Fukushima's nuclear meltdown is not the environmental disaster we fear.
It's been ten years since an earthquake of ทดลองเล่นสล็อต magnitude 9.0 and a 46-foot tsunami, killed more than 18,000 people, destroyed the entire city and caused the Fukushima Daiichi nuclear power plant on the east coast. Japan's ruin When the incident happened in March 2011, the power plant released massive amounts of cesium-137 into the surrounding environment (about 80 percent of the material flowed into the Pacific Ocean), and still contained about 30 gigabit K. Cesium-137. Laurel and strontium-90 over the next two years and by 2018, about 2 gigabits of radioactive pollution can still escape the area every day.
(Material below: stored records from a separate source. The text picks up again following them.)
//! Corpus source configuration.

use std::time::Duration;

/// Tunables for [`crate::GoogleNewsSource`].
#[derive(Debug, Clone)]
pub struct SourceConfig {
    /// Base URL of the news feed service.
    pub base_url: String,
    /// Maximum number of articles to download per topic.
    pub max_documents: usize,
    /// Per-request timeout for feed and article downloads.
    pub request_timeout: Duration,
    /// Pause between consecutive article downloads.
    pub politeness_delay: Duration,
}

impl Default for SourceConfig {
    fn default() -> Self {
        Self {
            base_url: "https://news.google.com".to_string(),
            max_documents: 10,
            request_timeout: Duration::from_secs(10),
            politeness_delay: Duration::from_secs(1),
        }
    }
}

impl SourceConfig {
    /// Set the maximum number of articles to download per topic.
    pub fn with_max_documents(mut self, max_documents: usize) -> Self {
        self.max_documents = max_documents;
        self
    }

    /// Set the per-request timeout.
    pub fn with_request_timeout(mut self, timeout: Duration) -> Self {
        self.request_timeout = timeout;
        self
    }

    /// Set the pause between consecutive article downloads.
    pub fn with_politeness_delay(mut self, delay: Duration) -> Self {
        self.politeness_delay = delay;
        self
    }

    /// Point the source at a different feed endpoint.
    pub fn with_base_url(mut self, base_url: impl Into<String>) -> Self {
        self.base_url = base_url.into();
        self
    }
}
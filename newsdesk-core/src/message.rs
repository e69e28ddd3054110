//! Conversation message types.
//!
//! [`Message`] serializes to the `{"role": ..., "content": ...}` shape that
//! OpenAI-compatible chat completion APIs expect, so the same type serves as
//! both the conversation-history record and the wire format.

use serde::{Deserialize, Serialize};

/// The author of a [`Message`].
#[derive(Debug, Clone, Copy, Serialize, Deserialize, PartialEq, Eq)]
#[serde(rename_all = "lowercase")]
pub enum Role {
    System,
    User,
    Assistant,
}

/// One turn of a conversation.
#[derive(Debug, Clone, Serialize, Deserialize, PartialEq)]
pub struct Message {
    pub role: Role,
    pub content: String,
}

impl Message {
    /// Create a system message.
    pub fn system(content: impl Into<String>) -> Self {
        Self { role: Role::System, content: content.into() }
    }

    /// Create a user message.
    pub fn user(content: impl Into<String>) -> Self {
        Self { role: Role::User, content: content.into() }
    }

    /// Create an assistant message.
    pub fn assistant(content: impl Into<String>) -> Self {
        Self { role: Role::Assistant, content: content.into() }
    }
}
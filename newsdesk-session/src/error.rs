//! Error types for session orchestration.

use thiserror::Error;

use newsdesk_core::CoreError;
use newsdesk_rag::RagError;

/// Errors surfaced by [`crate::Session`] operations.
///
/// Each variant names the stage that failed, so a caller can decide
/// whether retrying the whole pipeline makes sense. The session performs
/// no retries of its own.
#[derive(Debug, Error)]
pub enum SessionError {
    /// A follow-up was requested before a successful pipeline run.
    #[error("session is uninitialized; run the topic pipeline first")]
    Uninitialized,

    /// A second pipeline run was requested on a session that already
    /// holds a corpus. Start a new session for a new topic instead.
    #[error("session already holds a corpus; start a new session for a new topic")]
    AlreadyInitialized,

    /// The corpus source failed as a whole.
    #[error("corpus fetch failed: {0}")]
    Fetch(#[source] CoreError),

    /// Chunking, embedding, indexing, or retrieval failed.
    #[error(transparent)]
    Rag(#[from] RagError),

    /// The model rejected the generation request before streaming began.
    #[error("generation request failed: {0}")]
    Model(#[source] CoreError),

    /// The model failed mid-stream. Deltas already delivered remain
    /// valid; `partial` carries their concatenation, which is also
    /// recorded in the conversation history with an error marker.
    #[error("generation stream failed: {message}")]
    Generation {
        /// Text accumulated before the failure.
        partial: String,
        /// Description of the underlying failure.
        message: String,
    },
}
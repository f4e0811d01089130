//! OpenAI-style chat completion wire types.
//!
//! Only the subset the chat loop sends and reads is modelled. Tool-call
//! argument payloads are kept as raw JSON because local runtimes disagree on
//! whether they arrive as a JSON string or an object.

use serde::{Deserialize, Serialize};
use serde_json::Value;

#[derive(Debug, Clone, Copy, PartialEq, Eq, Serialize, Deserialize)]
#[serde(rename_all = "lowercase")]
pub enum Role {
    System,
    User,
    Assistant,
}

/// One message as sent to the gateway.
///
/// `content` is written as `""` rather than `null` for assistant tool-call
/// messages; several local runtimes reject `null` content.
#[derive(Debug, Clone, PartialEq, Serialize)]
pub struct ChatMessage {
    pub role: Role,
    #[serde(serialize_with = "serialize_content")]
    pub content: Option<String>,
    #[serde(skip_serializing_if = "Option::is_none")]
    pub tool_calls: Option<Vec<ToolCallRequest>>,
}

fn serialize_content<S>(value: &Option<String>, serializer: S) -> Result<S::Ok, S::Error>
where
    S: serde::Serializer,
{
    serializer.serialize_str(value.as_deref().unwrap_or(""))
}

impl ChatMessage {
    pub fn text(role: Role, content: impl Into<String>) -> Self {
        Self {
            role,
            content: Some(content.into()),
            tool_calls: None,
        }
    }
}

/// Function schema offered to the model
#[derive(Debug, Clone, PartialEq, Serialize, Deserialize)]
pub struct ToolDefinition {
    pub r#type: String,
    pub function: FunctionDefinition,
}

#[derive(Debug, Clone, PartialEq, Serialize, Deserialize)]
pub struct FunctionDefinition {
    pub name: String,
    pub description: String,
    pub parameters: Value,
}

/// Tool call requested by the model, replayed verbatim in later requests
#[derive(Debug, Clone, PartialEq, Serialize, Deserialize)]
pub struct ToolCallRequest {
    #[serde(default, skip_serializing_if = "Option::is_none")]
    pub id: Option<String>,
    #[serde(default = "default_call_type")]
    pub r#type: String,
    pub function: FunctionCall,
}

fn default_call_type() -> String {
    "function".to_string()
}

#[derive(Debug, Clone, PartialEq, Serialize, Deserialize)]
pub struct FunctionCall {
    pub name: String,
    /// JSON-encoded string (OpenAI) or an inline object (some local runtimes)
    #[serde(default)]
    pub arguments: Value,
}

/// Request body for `POST /v1/chat/completions`
#[derive(Debug, Clone, Serialize)]
pub struct ChatCompletionRequest<'a> {
    pub model: &'a str,
    pub messages: &'a [ChatMessage],
    pub temperature: f32,
    pub max_tokens: u32,
    #[serde(skip_serializing_if = "Option::is_none")]
    pub tools: Option<&'a [ToolDefinition]>,
    #[serde(skip_serializing_if = "Option::is_none")]
    pub tool_choice: Option<&'a str>,
}

#[derive(Debug, Clone, Deserialize)]
pub struct ChatCompletionResponse {
    #[serde(default)]
    pub choices: Vec<Choice>,
    #[serde(default)]
    pub error: Option<Value>,
}

#[derive(Debug, Clone, Deserialize)]
pub struct Choice {
    pub message: AssistantMessage,
}

/// The assistant message of the first choice
#[derive(Debug, Clone, Default, PartialEq, Deserialize)]
pub struct AssistantMessage {
    #[serde(default)]
    pub content: Option<String>,
    #[serde(default)]
    pub tool_calls: Option<Vec<ToolCallRequest>>,
}

impl AssistantMessage {
    pub fn text(content: impl Into<String>) -> Self {
        Self {
            content: Some(content.into()),
            tool_calls: None,
        }
    }

    /// Requested tool calls, ignoring an empty list
    pub fn requested_calls(&self) -> Option<&[ToolCallRequest]> {
        self.tool_calls.as_deref().filter(|calls| !calls.is_empty())
    }
}
//! Line-oriented mode for driving the chatbot from another program.
//!
//! Each non-blank input line is one user turn; each turn produces one
//! pretty-printed JSON object on the output. Logs go to stderr, so the
//! output carries nothing but replies.

use crate::chat::{ChatSession, CompletionGateway, ToolBackend, TurnOutcome};
use crate::error::Result;
use chrono::Utc;
use serde::Serialize;
use std::future::Future;
use tokio::io::{AsyncBufRead, AsyncBufReadExt, AsyncWrite, AsyncWriteExt};
use tracing::{error, info, warn};

/// `error_type` for input lines that cannot become a turn
const INVALID_INPUT: &str = "InvalidInput";

/// One reply per input line. A turn always answers with `Response`, even when
/// its text reports a gateway failure; `Error` is for lines that produced no turn.
#[derive(Debug, Serialize)]
#[serde(untagged)]
pub enum BatchReply {
    Response {
        response: String,
        timestamp: String,
        metadata: ResponseMetadata,
    },
    Error {
        error: String,
        timestamp: String,
        metadata: ErrorMetadata,
    },
}

#[derive(Debug, Serialize)]
pub struct ResponseMetadata {
    pub tools_available: Vec<String>,
    pub tools_used: Vec<String>,
}

#[derive(Debug, Serialize)]
pub struct ErrorMetadata {
    pub tools_available: Vec<String>,
    pub error_type: String,
}

impl BatchReply {
    pub fn from_outcome(outcome: TurnOutcome, tools_available: Vec<String>) -> Self {
        BatchReply::Response {
            response: outcome.text,
            timestamp: Utc::now().to_rfc3339(),
            metadata: ResponseMetadata {
                tools_available,
                tools_used: outcome.tools_used,
            },
        }
    }

    pub fn error(
        error: impl Into<String>,
        error_type: impl Into<String>,
        tools_available: Vec<String>,
    ) -> Self {
        BatchReply::Error {
            error: error.into(),
            timestamp: Utc::now().to_rfc3339(),
            metadata: ErrorMetadata {
                tools_available,
                error_type: error_type.into(),
            },
        }
    }
}

/// Read turns until end of input or until `interrupt` resolves
pub async fn run<G, T, R, W, I>(
    session: &mut ChatSession<G, T>,
    mut input: R,
    mut output: W,
    interrupt: I,
) -> Result<()>
where
    G: CompletionGateway,
    T: ToolBackend,
    R: AsyncBufRead + Unpin,
    W: AsyncWrite + Unpin,
    I: Future<Output = ()>,
{
    info!("Running in batch mode");
    info!(
        "Available tools at startup: {:?}",
        session.available_tool_names()
    );
    tokio::pin!(interrupt);

    let mut buf = Vec::new();
    loop {
        buf.clear();
        let n = tokio::select! {
            n = input.read_until(b'\n', &mut buf) => n?,
            _ = &mut interrupt => {
                info!("Interrupted, ending batch session");
                break;
            }
        };
        if n == 0 {
            info!("End of input reached");
            break;
        }

        let reply = match std::str::from_utf8(&buf) {
            Err(e) => {
                warn!("Skipping input line that is not valid UTF-8: {}", e);
                BatchReply::error(
                    format!("Input is not valid UTF-8: {}", e),
                    INVALID_INPUT,
                    session.available_tool_names(),
                )
            }
            Ok(line) => {
                let text = line.trim();
                if text.is_empty() {
                    continue;
                }

                info!("Processing user input: {}", text);
                let outcome = tokio::select! {
                    outcome = session.process_turn(text) => outcome,
                    _ = &mut interrupt => {
                        info!("Interrupted during a turn, ending batch session");
                        break;
                    }
                };
                if let Some(kind) = outcome.error_kind {
                    error!("Turn failed ({}): {}", kind, outcome.text);
                }
                BatchReply::from_outcome(outcome, session.available_tool_names())
            }
        };

        let mut rendered = serde_json::to_string_pretty(&reply)?;
        rendered.push('\n');
        output.write_all(rendered.as_bytes()).await?;
        output.flush().await?;
    }

    Ok(())
}

#[cfg(test)]
mod tests {
    use super::*;
    use crate::gateway::types::{AssistantMessage, ChatMessage, ToolDefinition};
    use async_trait::async_trait;
    use serde_json::Value;
    use std::time::Duration;
    use tracing::Span;

    /// Answers instantly unless the user asks it to wait
    struct EchoGateway;

    #[async_trait]
    impl CompletionGateway for EchoGateway {
        async fn complete(
            &self,
            messages: &[ChatMessage],
            _tools: Option<&[ToolDefinition]>,
        ) -> Result<AssistantMessage> {
            let last = messages
                .last()
                .and_then(|m| m.content.clone())
                .unwrap_or_default();
            if last == "wait" {
                tokio::time::sleep(Duration::from_secs(30)).await;
            }
            Ok(AssistantMessage::text(format!("you said {}", last)))
        }
    }

    struct NoTools;

    #[async_trait]
    impl ToolBackend for NoTools {
        async fn call_tool(&mut self, name: &str, _arguments: Value) -> Result<Value> {
            Err(crate::ChatbotError::tool(name, "no tools"))
        }

        async fn close(&mut self) -> Result<()> {
            Ok(())
        }
    }

    fn session() -> ChatSession<EchoGateway, NoTools> {
        ChatSession::new(EchoGateway, NoTools, Vec::new(), Span::none())
    }

    fn replies(output: &[u8]) -> Vec<Value> {
        serde_json::Deserializer::from_slice(output)
            .into_iter::<Value>()
            .map(|v| v.unwrap())
            .collect()
    }

    fn outcome(text: &str, tools_used: &[&str], error_kind: Option<&'static str>) -> TurnOutcome {
        TurnOutcome {
            text: text.to_string(),
            tools_used: tools_used.iter().map(|t| t.to_string()).collect(),
            error_kind,
        }
    }

    #[test]
    fn test_response_reply_shape() {
        let reply = BatchReply::from_outcome(
            outcome("It is sunny", &["weather"], None),
            vec!["weather".to_string(), "echo".to_string()],
        );

        let value = serde_json::to_value(&reply).unwrap();
        assert_eq!(value["response"], "It is sunny");
        assert_eq!(value["metadata"]["tools_used"][0], "weather");
        assert_eq!(value["metadata"]["tools_available"][1], "echo");
        assert!(value.get("error").is_none());

        let timestamp = value["timestamp"].as_str().unwrap();
        assert!(chrono::DateTime::parse_from_rfc3339(timestamp).is_ok());
    }

    #[test]
    fn test_gateway_failure_is_a_response() {
        let reply = BatchReply::from_outcome(
            outcome("Error in final response: API error: 500", &["echo"], Some("GatewayError")),
            vec!["echo".to_string()],
        );

        let value = serde_json::to_value(&reply).unwrap();
        assert_eq!(value["response"], "Error in final response: API error: 500");
        assert_eq!(value["metadata"]["tools_used"][0], "echo");
        assert!(value.get("error").is_none());
    }

    #[test]
    fn test_error_reply_shape() {
        let reply = BatchReply::error("Input is not valid UTF-8", INVALID_INPUT, vec![]);

        let value = serde_json::to_value(&reply).unwrap();
        assert_eq!(value["error"], "Input is not valid UTF-8");
        assert_eq!(value["metadata"]["error_type"], "InvalidInput");
        assert_eq!(value["metadata"]["tools_available"], Value::Array(vec![]));
        assert!(value.get("response").is_none());
    }

    #[tokio::test]
    async fn test_invalid_utf8_line_does_not_end_session() {
        let mut chat = session();
        let mut output = Vec::<u8>::new();

        run(
            &mut chat,
            &b"\xff\xfe\nhello\n"[..],
            &mut output,
            std::future::pending::<()>(),
        )
        .await
        .unwrap();

        let replies = replies(&output);
        assert_eq!(replies.len(), 2);
        assert_eq!(replies[0]["metadata"]["error_type"], "InvalidInput");
        assert_eq!(replies[1]["response"], "you said hello");
    }

    #[tokio::test]
    async fn test_interrupt_during_turn_ends_loop() {
        let mut chat = session();
        let mut output = Vec::<u8>::new();

        let started = std::time::Instant::now();
        run(
            &mut chat,
            &b"hi\nwait\nnever\n"[..],
            &mut output,
            tokio::time::sleep(Duration::from_millis(300)),
        )
        .await
        .unwrap();

        assert!(started.elapsed() < Duration::from_secs(10));
        let replies = replies(&output);
        assert_eq!(replies.len(), 1);
        assert_eq!(replies[0]["response"], "you said hi");
    }
}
As the demolition project, which is expected to take another version to complete, enters the second decade, the Japanese government has continually announced conflicting decisions about wiping out websites. The government reportedly approved a plan to dump more than one million tons (~ 250 million gallons) of seawater treated with an advanced liquid-processing system stored at the Fukushima area into surrounding Japanese waters. The water is stored in 1,000 submerged metal tanks, the size of which are 500 Olympic-sized swimming pools, which have been built over the years as increased storage capacity has become a necessity.
The problem is that the area is running low, so plans to release the treated water gradually diluted into the surrounding seas over the course of 20 to 30 years. What really goes wrong with the plan to release radioactive-contaminated liquid - Even if it has been rigorously purified - into the open ocean? Maybe not as much as we initially feared.The disposal of treated water is an inevitable problem in the decommissioning of the Fukushima Daiichi plant," Prime Minister Yoshihide Suga told reporters during a recent press conference on the operation. According to the proposal, it won't happen for at least two more years. But it has received complaints from both Japan's domestic fisheries and its international neighbors, seeing this decision is outrageous and one that we absolutely cannot accept.
We will protest violently, aid Hiroshi Kishi, president of the Japan Fisheries Federation, in a response statement. A Chinese foreign ministry spokesman further said that after Japanese Deputy Prime Minister Taro Aso insisted that treated water was safe for consumption, "the ocean is not Japan's trash," defiant spokesman Lijian Zhao. That the world has to pay for wastewater treatment Japanese officials said that the water can drink, why not take a sip first. The Japanese government has failed again with the Fukushima people," Greenpeace campaigner Kazue Suzuki said in a statement. It has reduced the radiation risk and turned against strong evidence that there is sufficient storage capacity in the nuclear area and in the surrounding area. Instead of using the best technology to reduce radiation hazards by storing and processing water over the long term, they opted for the cheapest option, dropping water into the Pacific Ocean.